A volleyball is spiked so that it has an initial velocity of 16.6 m/s directed downward at an angle of 55.2 ° below the horizontal. What is the horizontal component of the ball's velocity when the opposing player fields the ball?
To find the horizontal component of the ball's velocity when the opposing player fields the ball, we need to first determine the vertical and horizontal components of the initial velocity.
Given:
Initial velocity magnitude (v) = 16.6 m/s
Angle below the horizontal (θ) = 55.2°
The vertical component of the initial velocity (v_y) can be found using the formula:
v_y = v * sin(θ)
Substituting the given values:
v_y = 16.6 m/s * sin(55.2°)
v_y ≈ 16.6 m/s * 0.819
v_y ≈ 13.5894 m/s
The horizontal component of the initial velocity (v_x) can be found using the formula:
v_x = v * cos(θ)
Substituting the given values:
v_x = 16.6 m/s * cos(55.2°)
v_x ≈ 16.6 m/s * 0.574
v_x ≈ 9.5184 m/s
Therefore, the horizontal component of the ball's velocity when the opposing player fields the ball is approximately 9.5184 m/s.

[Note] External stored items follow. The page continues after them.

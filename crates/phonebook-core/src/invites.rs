//! Invite issuance.
//!
//! Code assignment is an explicit step on the issuance path rather than a
//! persistence-layer hook: [`InviteIssuer::issue`] validates the request,
//! assigns a verified-unique code via [`InviteIssuer::assign_code_if_absent`]
//! and only then hands the row to the store.

use std::sync::Arc;

use chrono::Utc;
use rand::distributions::Alphanumeric;
use rand::{thread_rng, Rng};
use uuid::Uuid;
use validator::Validate;

use crate::adapters::InviteStore;
use crate::config::PhonebookConfig;
use crate::error::{InviteError, InviteResult};
use crate::types::{CreateInvite, Invite};

/// Issues invites with unique registration codes.
pub struct InviteIssuer<S: InviteStore> {
    config: Arc<PhonebookConfig>,
    store: Arc<S>,
}

impl<S: InviteStore> InviteIssuer<S> {
    pub fn new(config: Arc<PhonebookConfig>, store: Arc<S>) -> Self {
        Self { config, store }
    }

    /// Validate `create`, assign a unique code and persist the invite.
    pub async fn issue(&self, create: CreateInvite) -> InviteResult<Invite> {
        create.validate()?;

        let mut invite = Invite {
            id: Uuid::new_v4().to_string(),
            inviter: create.inviter,
            destination: create.destination,
            code: String::new(),
            redeemed: None,
            created: Utc::now(),
        };

        self.assign_code_if_absent(&mut invite).await?;

        let invite = self.store.insert_invite(invite).await?;
        tracing::debug!(code = %invite.code, destination = %invite.destination, "issued invite");

        Ok(invite)
    }

    /// Assign a random code to `invite` unless one is already set.
    ///
    /// An existing code is never overwritten. Otherwise up to
    /// `max_attempts` candidates are drawn; a candidate is assigned only
    /// after the store confirms no other invite holds it. Exhausting the
    /// budget fails with [`InviteError::CodeSpaceExhausted`] and leaves
    /// the invite untouched.
    pub async fn assign_code_if_absent(&self, invite: &mut Invite) -> InviteResult<()> {
        if !invite.code.is_empty() {
            return Ok(());
        }

        let max_attempts = self.config.invites.max_attempts;
        for _ in 0..max_attempts {
            let candidate = random_code(self.config.invites.code_length);
            if self.store.code_exists(&candidate).await? {
                continue;
            }
            invite.code = candidate;
            return Ok(());
        }

        tracing::warn!(
            attempts = max_attempts,
            code_length = self.config.invites.code_length,
            "could not find a free invite code"
        );
        Err(InviteError::CodeSpaceExhausted {
            attempts: max_attempts,
        })
    }

    /// Mark the invite matching `code` as redeemed now.
    pub async fn redeem(&self, code: &str) -> InviteResult<Invite> {
        let invite = self.store.mark_redeemed(code, Utc::now()).await?;
        tracing::debug!(code = %invite.code, "invite redeemed");
        Ok(invite)
    }

    /// Absolute registration URL for an issued invite.
    pub fn register_url(&self, invite: &Invite) -> String {
        invite.register_url(&self.config.base_url)
    }
}

fn random_code(length: usize) -> String {
    thread_rng()
        .sample_iter(&Alphanumeric)
        .take(length)
        .map(char::from)
        .collect()
}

To find the horizontal component of the ball's velocity when the opposing player fields the ball, we need to analyze the given information about the initial velocity.

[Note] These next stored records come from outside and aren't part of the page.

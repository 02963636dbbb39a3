//! The badge retrieval pipeline.
//!
//! Three remote calls, strictly in order: convert the profile email to a
//! Displayer user id, list that user's groups, fetch the badges of the
//! configured group. Any step failing aborts the whole pipeline; nothing
//! is cached between invocations, so every call re-runs all three steps.

use phonebook_core::types::UserProfile;

use crate::config::DisplayerConfig;
use crate::error::{BadgesError, BadgesResult};
use crate::transport::{DisplayerTransport, HttpTransport, TransportResponse};
use crate::types::{Badge, ConvertResponse, GroupBadgesResponse, GroupEntry, GroupListResponse};

/// Client for the Displayer API.
pub struct DisplayerClient<T: DisplayerTransport = HttpTransport> {
    config: DisplayerConfig,
    transport: T,
}

impl DisplayerClient<HttpTransport> {
    /// Build a client with the production HTTP transport, using the
    /// configured per-request timeout.
    pub fn new(config: DisplayerConfig) -> BadgesResult<Self> {
        config.validate()?;
        let transport = HttpTransport::new(config.timeout)?;
        Ok(Self { config, transport })
    }
}

impl<T: DisplayerTransport> DisplayerClient<T> {
    /// Build a client over a custom transport.
    pub fn with_transport(config: DisplayerConfig, transport: T) -> BadgesResult<Self> {
        config.validate()?;
        Ok(Self { config, transport })
    }

    fn base(&self) -> &str {
        self.config.base_url.trim_end_matches('/')
    }

    fn check_status(resp: &TransportResponse, context: &str) -> BadgesResult<()> {
        if !resp.is_success() {
            return Err(BadgesError::service(
                resp.status,
                format!("{} failed", context),
            ));
        }
        Ok(())
    }

    /// Resolve the Displayer user id for an email address.
    pub async fn convert_email(&self, email: &str) -> BadgesResult<u64> {
        let url = format!("{}/displayer/convert/email", self.base());
        let resp = self.transport.post_form(&url, &[("email", email)]).await?;
        Self::check_status(&resp, "email conversion")?;

        let convert: ConvertResponse = serde_json::from_str(&resp.body)?;
        if !convert.is_okay() {
            return Err(BadgesError::service(
                resp.status,
                format!("email conversion returned status {:?}", convert.status),
            ));
        }

        Ok(convert.user_id)
    }

    /// List the badge groups of a Displayer user.
    pub async fn groups(&self, user_id: u64) -> BadgesResult<Vec<GroupEntry>> {
        let url = format!("{}/displayer/{}/groups.json", self.base(), user_id);
        let resp = self.transport.get(&url).await?;
        Self::check_status(&resp, "group list")?;

        let list: GroupListResponse = serde_json::from_str(&resp.body)?;
        Ok(list.groups)
    }

    /// Fetch the badges of one group.
    pub async fn group_badges(&self, user_id: u64, group_id: u64) -> BadgesResult<Vec<Badge>> {
        let url = format!(
            "{}/displayer/{}/group/{}.json",
            self.base(),
            user_id,
            group_id
        );
        let resp = self.transport.get(&url).await?;
        Self::check_status(&resp, "group badges")?;

        let group: GroupBadgesResponse = serde_json::from_str(&resp.body)?;
        group.badges.into_iter().map(Badge::from_raw).collect()
    }

    /// Run the full pipeline for an email address.
    ///
    /// Returns an empty list when the configured badge group is absent
    /// from the user's group list; the third call is skipped entirely in
    /// that case.
    pub async fn fetch_badges(&self, email: &str) -> BadgesResult<Vec<Badge>> {
        let user_id = self.convert_email(email).await?;
        let groups = self.groups(user_id).await?;

        let Some(group) = groups.iter().find(|g| self.config.badge_group.matches(g)) else {
            tracing::debug!(user_id, "badge group not present for user");
            return Ok(Vec::new());
        };

        let badges = self.group_badges(user_id, group.group_id).await?;
        tracing::debug!(user_id, group_id = group.group_id, count = badges.len(), "fetched badges");

        Ok(badges)
    }

    /// The badges shown on a directory profile.
    pub async fn badges_for(&self, profile: &UserProfile) -> BadgesResult<Vec<Badge>> {
        self.fetch_badges(&profile.email).await
    }
}
//! # Phonebook Badges
//!
//! Client for the Open Badges "Displayer" API: resolves a profile's email
//! to a remote user id, walks the user's group list and deserializes the
//! badges of the configured group into typed value objects.

pub mod client;
pub mod config;
pub mod error;
pub mod transport;
pub mod types;

// Re-export commonly used items
pub use client::DisplayerClient;
pub use config::{DisplayerConfig, GroupSelector};
pub use error::{BadgesError, BadgesResult};
pub use transport::{DisplayerTransport, HttpTransport, TransportResponse};
pub use types::{Badge, BadgeAssertion, BadgeDescriptor, BadgeIssuer, GroupEntry};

The initial velocity of the ball can be broken down into its horizontal and vertical components.
Given:
Initial velocity (V₀) = 16.6 m/s
Angle below the horizontal (θ) = 55.2°
The horizontal component of the velocity (Vx) can be found using the equation:
Vx = V₀ * cos(θ)
where V₀ is the initial velocity and θ is the angle below the horizontal.
Now, let's plug in the values and calculate:
Vx = 16.6 m/s * cos(55.2°)
Using a calculator, we find:
Vx = 16.6 m/s * 0.5741
Vx ≈ 9.53 m/s
Therefore, the horizontal component of the ball's velocity when the opposing player fields the ball is approximately 9.53 m/s.